An offer for the World Bank to assist St. Maarten with anti-money-laundering measures as part of the recovery process (see related story) is very interesting. The main concern is meeting requirements of the Financial Action Task Force (FATF).

The latter is a responsibility of the Dutch Caribbean country, but the Netherlands considers it important that this matter get priority. It’s also crucial to prevent being blacklisted as a fiscally-non-compliant jurisdiction, with all possible consequences for international trade and the local business climate.

Legislation to implement the recommendations was presented to Parliament recently. The law proposal on Financial Intelligence Units (FIUs) was passed after adding an amendment agreed on with government to give the legislature better oversight.

The draft national ordinance with rules to fight money-laundering and the financing of terrorism was also approved, but not before the opposition faction United St.
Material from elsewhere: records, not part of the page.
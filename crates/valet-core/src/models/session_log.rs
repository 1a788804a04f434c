//! Session audit log model
//!
//! Append-only history of everything that happened to a valet session, shown
//! to dispatchers and used for dispute resolution. Entries are never mutated
//! after creation.

use crate::models::session::SessionStatus;
use chrono::{DateTime, Utc};
use serde::{Deserialize, Serialize};
use std::fmt;

/// Action recorded in a session log entry
///
/// One variant per status transition, plus auxiliary events that do not
/// change the status.
#[derive(Debug, Clone, Copy, PartialEq, Eq, Serialize, Deserialize)]
#[serde(rename_all = "snake_case")]
pub enum SessionAction {
    Created,
    CarAccepted,
    EnRoute,
    Parked,
    ReturnRequested,
    ReturnAccepted,
    ReturnStarted,
    ReturnDelivering,
    Completed,
    Cancelled,
    /// A cost was computed and persisted
    CostCalculated,
    /// A payment was received
    PaymentReceived,
}

impl fmt::Display for SessionAction {
    fn fmt(&self, f: &mut fmt::Formatter<'_>) -> fmt::Result {
        match self {
            SessionAction::Created => write!(f, "created"),
            SessionAction::CarAccepted => write!(f, "car_accepted"),
            SessionAction::EnRoute => write!(f, "en_route"),
            SessionAction::Parked => write!(f, "parked"),
            SessionAction::ReturnRequested => write!(f, "return_requested"),
            SessionAction::ReturnAccepted => write!(f, "return_accepted"),
            SessionAction::ReturnStarted => write!(f, "return_started"),
            SessionAction::ReturnDelivering => write!(f, "return_delivering"),
            SessionAction::Completed => write!(f, "completed"),
            SessionAction::Cancelled => write!(f, "cancelled"),
            SessionAction::CostCalculated => write!(f, "cost_calculated"),
            SessionAction::PaymentReceived => write!(f, "payment_received"),
        }
    }
}

impl SessionAction {
    /// Canonical human-readable description for the action
    pub fn description(&self) -> &'static str {
        match self {
            SessionAction::Created => "Valet session created",
            SessionAction::CarAccepted => "Car accepted from client",
            SessionAction::EnRoute => "En route to parking",
            SessionAction::Parked => "Car parked",
            SessionAction::ReturnRequested => "Client requested car return",
            SessionAction::ReturnAccepted => "Valet accepted the return request",
            SessionAction::ReturnStarted => "Valet picked the car up from parking",
            SessionAction::ReturnDelivering => "Car is being delivered to the client",
            SessionAction::Completed => "Car handed back to client",
            SessionAction::Cancelled => "Session cancelled",
            SessionAction::CostCalculated => "Parking cost calculated",
            SessionAction::PaymentReceived => "Payment received",
        }
    }

    /// The action recorded when a session enters the given status
    pub fn for_status(status: SessionStatus) -> Self {
        match status {
            SessionStatus::Created => SessionAction::Created,
            SessionStatus::CarAccepted => SessionAction::CarAccepted,
            SessionStatus::EnRoute => SessionAction::EnRoute,
            SessionStatus::Parked => SessionAction::Parked,
            SessionStatus::ReturnRequested => SessionAction::ReturnRequested,
            SessionStatus::ReturnAccepted => SessionAction::ReturnAccepted,
            SessionStatus::ReturnStarted => SessionAction::ReturnStarted,
            SessionStatus::ReturnDelivering => SessionAction::ReturnDelivering,
            SessionStatus::Completed => SessionAction::Completed,
            SessionStatus::Cancelled => SessionAction::Cancelled,
        }
    }
}

/// Session log entry entity
#[derive(Debug, Clone, Serialize, Deserialize)]
pub struct SessionLogEntry {
    /// Unique identifier
    pub id: i64,

    /// Session this entry belongs to
    pub session_id: i32,

    /// Employee who performed the action (None = system-generated)
    pub employee_id: Option<i32>,

    /// Action code
    pub action: SessionAction,

    /// Human-readable description
    pub description: String,

    /// Optional free-form details
    pub details: Option<String>,

    /// Creation timestamp
    pub created_at: DateTime<Utc>,
}

impl SessionLogEntry {
    /// Build a new entry with the canonical description for its action
    pub fn new(
        session_id: i32,
        employee_id: Option<i32>,
        action: SessionAction,
        details: Option<String>,
    ) -> Self {
        Self {
            id: 0,
            session_id,
            employee_id,
            action,
            description: action.description().to_string(),
            details,
            created_at: Utc::now(),
        }
    }
}

/// Log entry joined with the acting employee's name, for display
#[derive(Debug, Clone, Serialize)]
pub struct SessionLogView {
    /// Entry identifier
    pub id: i64,

    /// Action code
    pub action: SessionAction,

    /// Human-readable description
    pub description: String,

    /// Full name of the acting employee ("System" when none)
    pub employee_name: String,

    /// When the entry was recorded
    pub timestamp: DateTime<Utc>,

    /// Optional free-form details
    pub details: Option<String>,
}

#[cfg(test)]
mod tests {
    use super::*;

    #[test]
    fn test_action_for_status_round_trip() {
        for status in SessionStatus::ACTIVE {
            let action = SessionAction::for_status(status);
            assert_eq!(action.to_string(), status.to_string());
        }
        assert_eq!(
            SessionAction::for_status(SessionStatus::Completed),
            SessionAction::Completed
        );
    }

    #[test]
    fn test_new_entry_uses_canonical_description() {
        let entry = SessionLogEntry::new(7, Some(3), SessionAction::Parked, None);
        assert_eq!(entry.session_id, 7);
        assert_eq!(entry.description, "Car parked");
        assert!(entry.details.is_none());
    }

    #[test]
    fn test_auxiliary_actions() {
        assert_eq!(SessionAction::CostCalculated.to_string(), "cost_calculated");
        assert_eq!(
            SessionAction::PaymentReceived.description(),
            "Payment received"
        );
    }
}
Martin Party presented amendments with mostly technical adjustments that had been generally well-received. These were subsequently withdrawn after Justice Minister Cornelius de Weever made the necessary changes in which he also addressed major reservations over the definition of a “politically exposed person” (PEP).

More will undoubtedly be needed with today’s trend of “de-risking” and combating tax fraud, so it’s good to know the World Bank’s expertise is available in this regard. This may cost a few extra dollars from the Dutch-sponsored Reconstruction Trust Fund, but –considering that there is reportedly still 200 million left to spend – seems like a worthwhile investment.